House Majority Leader Kevin McCarthy has suggested a strategy of repealing Obamacare but delaying the effective date for a few years – long enough to figure out what to replace it with. “Once it’s repealed you will have, hopefully, fewer people playing politics and coming to the table to find the best policy,” he said.

Rep. Tom McClintock, R-Elk Grove, chimed in that Republicans should “take no chances” and “do it now.” Then what?

The Affordable Care Act is far from perfect, but it has allowed millions of previously uninsured Americans to receive addiction counseling and prescription detox medication at a reasonable cost. If the plan is to gut Obamacare, what then for the people who desperately need these services?

This is a serious question that needs an answer, particularly from California Republicans, including McCarthy, McClintock and Reps. Doug LaMalfa, Jeff Denham, David Valadao and Devin Nunes. Their districts account for the majority of the more than 2,000 Californians who died of opioid overdoses in 2014.

The demand for inexpensive treatment is certainly there. At the Stanislaus County-run Behavioral Health and Recovery Services, which serves low-income patients, they have seen not only an uptick in opioid addicts seeking treatment but a 40 percent increase in people eligible for Medi-Cal under Obamacare.

Today, more than 12 million people are enrolled in Medi-Cal and about 1.57 million are enrolled in Covered California. The state’s full-throated adoption of the health law has reduced the number of uninsured Californians from 17.2 percent, one of the highest in the nation, to 8.6 percent in just three years.

Nationally, some 20 million people have gained coverage under the Affordable Care Act, reducing the nation’s uninsured rate to 8.6 percent, the lowest on record. About half of them are poor.

Those living in the 19 states with Republican governors or legislatures that have refused to expand Medicaid eligibility often face lengthy waiting lists for substance abuse treatment and, even then, are sometimes unable to afford pricey detox drugs that make it much easier to curb addiction.

On this subject – key to slowing the opioid epidemic, which killed more than 28,000 people in 2014 alone – President-elect Trump has vacillated between mute and vague. Even on the campaign trail, while Hillary Clinton and others vying for the presidency brought up opioid addiction again and again in ravaged states such as New Hampshire and Ohio, Trump spoke in broad, poorly thought-out terms.

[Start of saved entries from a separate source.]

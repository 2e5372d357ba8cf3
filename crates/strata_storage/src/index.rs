//! Per-graph triple indices.
//!
//! Each graph keeps its statements in an ordered set plus one index per
//! position. All collections are persistent (`im`), so cloning a graph is
//! O(1) and snapshots share structure with the live store.

use im::{HashMap, OrdSet};
use strata_foundation::{Node, Triple};

use crate::store::Lookup;

/// Indexed statements of one named graph.
#[derive(Clone, Debug, Default)]
pub struct GraphIndex {
    /// All statements, ordered.
    triples: OrdSet<Triple>,
    /// Statements by subject.
    by_subject: HashMap<Node, OrdSet<Triple>>,
    /// Statements by predicate.
    by_predicate: HashMap<Node, OrdSet<Triple>>,
    /// Statements by object.
    by_object: HashMap<Node, OrdSet<Triple>>,
}

impl GraphIndex {
    /// Creates an empty index.
    #[must_use]
    pub fn new() -> Self {
        Self::default()
    }

    /// Returns the number of statements.
    #[must_use]
    pub fn len(&self) -> usize {
        self.triples.len()
    }

    /// Returns true if the graph holds no statements.
    #[must_use]
    pub fn is_empty(&self) -> bool {
        self.triples.is_empty()
    }

    /// Returns true if the statement is present.
    #[must_use]
    pub fn contains(&self, triple: &Triple) -> bool {
        self.triples.contains(triple)
    }

    /// Inserts a statement. Returns false if it was already present.
    pub fn insert(&mut self, triple: Triple) -> bool {
        if self.triples.contains(&triple) {
            return false;
        }
        self.by_subject
            .entry(triple.subject.clone())
            .or_insert_with(OrdSet::new)
            .insert(triple.clone());
        self.by_predicate
            .entry(triple.predicate.clone())
            .or_insert_with(OrdSet::new)
            .insert(triple.clone());
        self.by_object
            .entry(triple.object.clone())
            .or_insert_with(OrdSet::new)
            .insert(triple.clone());
        self.triples.insert(triple);
        true
    }

    /// Iterates all statements in order.
    pub fn iter(&self) -> impl Iterator<Item = &Triple> {
        self.triples.iter()
    }

    /// Iterates the statements matching a lookup.
    ///
    /// Uses the most selective bound position as the access path and
    /// filters the rest.
    pub fn scan(&self, lookup: Lookup) -> Box<dyn Iterator<Item = &Triple> + '_> {
        if let (Some(s), Some(p), Some(o)) = (&lookup.subject, &lookup.predicate, &lookup.object)
        {
            let exact = Triple::new(s.clone(), p.clone(), o.clone());
            return Box::new(self.triples.range(exact.clone()..=exact));
        }

        let candidates = [
            lookup
                .subject
                .as_ref()
                .map(|s| self.by_subject.get(s)),
            lookup
                .predicate
                .as_ref()
                .map(|p| self.by_predicate.get(p)),
            lookup.object.as_ref().map(|o| self.by_object.get(o)),
        ];

        // A bound position with no index entry means nothing can match.
        if candidates.iter().any(|c| matches!(c, Some(None))) {
            return Box::new(std::iter::empty());
        }

        let narrowest = candidates
            .into_iter()
            .flatten()
            .flatten()
            .min_by_key(|set| set.len());

        match narrowest {
            Some(set) => Box::new(set.iter().filter(move |t| lookup.matches(t))),
            None => Box::new(self.triples.iter()),
        }
    }
}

Until October, his tone-deaf solution was to build a wall along the Mexican border to stop the flow of heroin into the United States and to deport the supposedly many “illegal immigrant drug traffickers” that the Obama administration supposedly has refused to deport – an accusation that’s patently false.

Since then, he has expanded his platform to address not only addiction to cheap heroin but the prescription opioids that start so many Americans down the path to illicit drug use and death.

He now says he wants the U.S. Food and Drug Administration to speed up the approval of detox medication, such as methadone, and wants the Drug Enforcement Administration to restrict the amount of prescription opioids that can be manufactured in the country. Above all, he adds, he wants to expand access to treatment.

He hasn’t said how he would do that, though – just that he wants to do it while eliminating the one innovation that has finally helped the most vulnerable addicts. It’s a contradiction that was on full display Thursday night in Ohio, where Trump, on his victory tour, mentioned repealing Obamacare and helping opioid addicts in almost the same breath.

In their rush to board the Trump Train and erase the Affordable Care Act, California Republicans must act as a firewall. They should demand that coverage for addiction treatment be saved, just like the provisions Trump wants to save that prevent denial of coverage to people with pre-existing conditions and let children stay on their parents’ insurance until age 26.

If there is a ground zero in the opioid epidemic, it is in Trump Country. Republicans should remember that.